Obviously, Italians are not taking this perceived insult lightly. To many, it is a question of honor and integrity. Moncalvo even calls this latest salvo on traditional artisanal food production an “attack” on the Italian way of life. The worry is that the EU’s position will encourage some to take shortcuts when fresh milk is scarce (for example, during spring in the Roman countryside when ewes are pregnant), and that it will also lead to price undercutting by lower-cost competitors both within Italy and in other EU-member states.

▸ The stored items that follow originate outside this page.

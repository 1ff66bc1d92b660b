//! 可观测性：tracing 日志初始化

use tracing_subscriber::{fmt, prelude::*, EnvFilter};

/// 默认 info，可通过 RUST_LOG 覆盖
pub fn init() {
    let filter = EnvFilter::try_from_default_env().unwrap_or_else(|_| EnvFilter::new("info"));
    tracing_subscriber::registry()
        .with(filter)
        .with(fmt::layer())
        .init();
}
//! 标题 / Slug / URL 文本工具

use std::sync::OnceLock;

use chrono::{DateTime, Utc};
use regex::Regex;
use url::Url;

static SCHEME_RE: OnceLock<Regex> = OnceLock::new();
static NON_ALNUM_RE: OnceLock<Regex> = OnceLock::new();
static URL_RE: OnceLock<Regex> = OnceLock::new();
static WHITESPACE_RE: OnceLock<Regex> = OnceLock::new();
static LINK_RE: OnceLock<Regex> = OnceLock::new();

fn scheme_re() -> &'static Regex {
    SCHEME_RE.get_or_init(|| Regex::new(r"https?://").expect("valid regex"))
}

fn non_alnum_re() -> &'static Regex {
    NON_ALNUM_RE.get_or_init(|| Regex::new(r"[^a-z0-9]+").expect("valid regex"))
}

fn url_re() -> &'static Regex {
    URL_RE.get_or_init(|| Regex::new(r#"https?://[^\s<>"{}|\\^`\[\]]+"#).expect("valid regex"))
}

fn link_re() -> &'static Regex {
    LINK_RE.get_or_init(|| Regex::new(r"https?://\S+").expect("valid regex"))
}

fn whitespace_re() -> &'static Regex {
    WHITESPACE_RE.get_or_init(|| Regex::new(r"\s+").expect("valid regex"))
}

/// 毫秒时间戳的 36 进制表示
fn base36(mut n: u64) -> String {
    const DIGITS: &[u8] = b"0123456789abcdefghijklmnopqrstuvwxyz";
    if n == 0 {
        return "0".to_string();
    }
    let mut out = Vec::new();
    while n > 0 {
        out.push(DIGITS[(n % 36) as usize]);
        n /= 36;
    }
    out.reverse();
    String::from_utf8(out).unwrap_or_default()
}

/// 目录名：小写、去协议与 www.、非字母数字折叠为 `-`，末尾附 36 进制时间戳
pub fn generate_slug(text: &str, max_length: usize, now: DateTime<Utc>) -> String {
    let timestamp = base36(now.timestamp_millis().max(0) as u64);
    let lowered = text.to_lowercase();
    let without_scheme = scheme_re().replace_all(&lowered, "");
    let without_www = without_scheme.strip_prefix("www.").unwrap_or(&*without_scheme);
    let dashed = non_alnum_re().replace_all(without_www, "-");
    let trimmed = dashed.strip_prefix('-').unwrap_or(&*dashed);
    let trimmed = trimmed.strip_suffix('-').unwrap_or(trimmed);

    let budget = max_length.saturating_sub(timestamp.len() + 1);
    let slug: String = trimmed.chars().take(budget).collect();
    if slug.is_empty() {
        timestamp
    } else {
        format!("{}-{}", slug, timestamp)
    }
}

/// `host - seg1 / seg2`；无法解析时取前 50 个字符
pub fn title_from_url(raw: &str) -> String {
    let Ok(parsed) = Url::parse(raw) else {
        return raw.chars().take(50).collect();
    };
    let host = parsed.host_str().unwrap_or_default();
    let host = host.strip_prefix("www.").unwrap_or(host);
    let path = parsed
        .path()
        .split('/')
        .filter(|s| !s.is_empty())
        .take(2)
        .collect::<Vec<_>>()
        .join(" / ");
    if path.is_empty() {
        host.to_string()
    } else {
        format!("{} - {}", host, path)
    }
}

/// 去掉链接、折叠空白；超长时截断并加 `...`
pub fn title_from_text(text: &str, max_length: usize) -> String {
    let without_urls = link_re().replace_all(text, "");
    let clean = whitespace_re().replace_all(&without_urls, " ").trim().to_string();

    if clean.chars().count() <= max_length {
        if clean.is_empty() {
            return "X Post Research".to_string();
        }
        return clean;
    }
    let head: String = clean.chars().take(max_length.saturating_sub(3)).collect();
    format!("{}...", head.trim())
}

fn host_of(raw: &str) -> Option<String> {
    Url::parse(raw).ok()?.host_str().map(|h| h.to_lowercase())
}

pub fn is_github_url(raw: &str) -> bool {
    matches!(host_of(raw).as_deref(), Some("github.com" | "www.github.com"))
}

/// X / Twitter 帖子链接（域名匹配且路径含 /status/）
pub fn is_x_post_url(raw: &str) -> bool {
    let Ok(parsed) = Url::parse(raw) else {
        return false;
    };
    let is_x_domain = matches!(
        parsed.host_str(),
        Some("x.com" | "twitter.com" | "www.x.com" | "www.twitter.com")
    );
    is_x_domain && parsed.path().contains("/status/")
}

/// 提取文本中的 http(s) 链接，按出现顺序去重
pub fn extract_urls(text: &str) -> Vec<String> {
    let mut urls: Vec<String> = Vec::new();
    for m in url_re().find_iter(text) {
        if !urls.iter().any(|u| u == m.as_str()) {
            urls.push(m.as_str().to_string());
        }
    }
    urls
}
//! 时间源抽象
//!
//! 会话的 created_at / completed_at 与轮询条目的 started_at 都从 Clock 读取，测试中注入 FixedClock。
//! 定时器本身使用 tokio::time，测试里用 `start_paused` 推进。

use std::sync::Mutex;

use chrono::{DateTime, Duration, Utc};

/// 墙钟时间源
pub trait Clock: Send + Sync {
    fn now(&self) -> DateTime<Utc>;
}

/// 系统时间
#[derive(Debug, Default, Clone, Copy)]
pub struct SystemClock;

impl Clock for SystemClock {
    fn now(&self) -> DateTime<Utc> {
        Utc::now()
    }
}

/// 固定时间（测试用），可手动推进
#[derive(Debug)]
pub struct FixedClock {
    now: Mutex<DateTime<Utc>>,
}

impl FixedClock {
    pub fn new(now: DateTime<Utc>) -> Self {
        Self {
            now: Mutex::new(now),
        }
    }

    pub fn set(&self, now: DateTime<Utc>) {
        *self.now.lock().unwrap_or_else(|e| e.into_inner()) = now;
    }

    pub fn advance(&self, by: Duration) {
        let mut now = self.now.lock().unwrap_or_else(|e| e.into_inner());
        *now += by;
    }
}

impl Clock for FixedClock {
    fn now(&self) -> DateTime<Utc> {
        *self.now.lock().unwrap_or_else(|e| e.into_inner())
    }
}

Piero Sardo, President of the Slow Food Foundation for Biodiversity, worries that acquiescence to the EU would cause grave harm to “Italy’s quality dairy sector, already crushed by too-low milk prices and the challenges facing those who farm in the mountains.” He’s calling on European cheesemakers to mobilize against the EU’s “absurd” position at its Cheese 2015 conference in Bra, Italy, this September.
Now who’s with him?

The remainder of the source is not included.